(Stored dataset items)
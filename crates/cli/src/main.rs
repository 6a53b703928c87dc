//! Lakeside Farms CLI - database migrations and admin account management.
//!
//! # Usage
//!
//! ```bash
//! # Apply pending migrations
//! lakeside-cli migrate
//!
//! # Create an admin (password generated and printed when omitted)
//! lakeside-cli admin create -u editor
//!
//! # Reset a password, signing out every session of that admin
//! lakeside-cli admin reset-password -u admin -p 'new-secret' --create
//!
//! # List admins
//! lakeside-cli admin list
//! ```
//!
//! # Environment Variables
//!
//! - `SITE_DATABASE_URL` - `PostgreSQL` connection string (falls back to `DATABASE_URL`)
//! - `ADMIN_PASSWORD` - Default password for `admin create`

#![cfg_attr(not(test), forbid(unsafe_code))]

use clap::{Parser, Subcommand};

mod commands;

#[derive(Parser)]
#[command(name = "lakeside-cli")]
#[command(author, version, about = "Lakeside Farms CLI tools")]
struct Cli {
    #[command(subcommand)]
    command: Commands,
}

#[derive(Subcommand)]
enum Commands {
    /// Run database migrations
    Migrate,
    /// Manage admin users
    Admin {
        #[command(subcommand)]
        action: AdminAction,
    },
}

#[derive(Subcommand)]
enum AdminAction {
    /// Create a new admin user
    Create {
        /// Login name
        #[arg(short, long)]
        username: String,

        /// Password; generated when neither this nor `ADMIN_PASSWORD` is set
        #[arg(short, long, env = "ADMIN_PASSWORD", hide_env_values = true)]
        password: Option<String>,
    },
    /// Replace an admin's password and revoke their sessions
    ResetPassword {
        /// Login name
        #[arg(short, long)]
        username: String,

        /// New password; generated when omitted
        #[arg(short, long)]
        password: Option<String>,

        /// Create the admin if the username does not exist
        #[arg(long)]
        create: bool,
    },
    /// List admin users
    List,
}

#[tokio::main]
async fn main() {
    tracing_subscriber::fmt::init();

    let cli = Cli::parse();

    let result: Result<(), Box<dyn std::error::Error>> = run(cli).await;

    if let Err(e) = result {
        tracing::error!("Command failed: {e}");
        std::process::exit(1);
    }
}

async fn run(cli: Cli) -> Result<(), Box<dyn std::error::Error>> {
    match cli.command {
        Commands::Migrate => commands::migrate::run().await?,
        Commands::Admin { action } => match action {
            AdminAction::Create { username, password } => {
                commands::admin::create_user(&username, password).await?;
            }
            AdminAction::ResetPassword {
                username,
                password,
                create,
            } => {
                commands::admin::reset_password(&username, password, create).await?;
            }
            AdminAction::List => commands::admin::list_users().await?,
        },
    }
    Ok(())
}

TASK BRIEF: The records shown above should be given again word for word.

TASK RESULT:
filename crates/cli/src/main.rs
repository 6a53b703928c87dc
//! Lakeside Farms CLI - database migrations and admin account management.
//!
//! # Usage
//!
//! ```bash
//! # Apply pending migrations
//! lakeside-cli migrate
//!
//! # Create an admin (password generated and printed when omitted)
//! lakeside-cli admin create -u editor
//!
//! # Reset a password, signing out every session of that admin
//! lakeside-cli admin reset-password -u admin -p 'new-secret' --create
//!
//! # List admins
//! lakeside-cli admin list
//! ```
//!
//! # Environment Variables
//!
//! - `SITE_DATABASE_URL` - `PostgreSQL` connection string (falls back to `DATABASE_URL`)
//! - `ADMIN_PASSWORD` - Default password for `admin create`

#![cfg_attr(not(test), forbid(unsafe_code))]

use clap::{Parser, Subcommand};

mod commands;

#[derive(Parser)]
#[command(name = "lakeside-cli")]
#[command(author, version, about = "Lakeside Farms CLI tools")]
struct Cli {
    #[command(subcommand)]
    command: Commands,
}

#[derive(Subcommand)]
enum Commands {
    /// Run database migrations
    Migrate,
    /// Manage admin users
    Admin {
        #[command(subcommand)]
        action: AdminAction,
    },
}

#[derive(Subcommand)]
enum AdminAction {
    /// Create a new admin user
    Create {
        /// Login name
        #[arg(short, long)]
        username: String,

        /// Password; generated when neither this nor `ADMIN_PASSWORD` is set
        #[arg(short, long, env = "ADMIN_PASSWORD", hide_env_values = true)]
        password: Option<String>,
    },
    /// Replace an admin's password and revoke their sessions
    ResetPassword {
        /// Login name
        #[arg(short, long)]
        username: String,

        /// New password; generated when omitted
        #[arg(short, long)]
        password: Option<String>,

        /// Create the admin if the username does not exist
        #[arg(long)]
        create: bool,
    },
    /// List admin users
    List,
}

#[tokio::main]
async fn main() {
    tracing_subscriber::fmt::init();

    let cli = Cli::parse();

    let result: Result<(), Box<dyn std::error::Error>> = run(cli).await;

    if let Err(e) = result {
        tracing::error!("Command failed: {e}");
        std::process::exit(1);
    }
}

async fn run(cli: Cli) -> Result<(), Box<dyn std::error::Error>> {
    match cli.command {
        Commands::Migrate => commands::migrate::run().await?,
        Commands::Admin { action } => match action {
            AdminAction::Create { username, password } => {
                commands::admin::create_user(&username, password).await?;
            }
            AdminAction::ResetPassword {
                username,
                password,
                create,
            } => {
                commands::admin::reset_password(&username, password, create).await?;
            }
            AdminAction::List => commands::admin::list_users().await?,
        },
    }
    Ok(())
}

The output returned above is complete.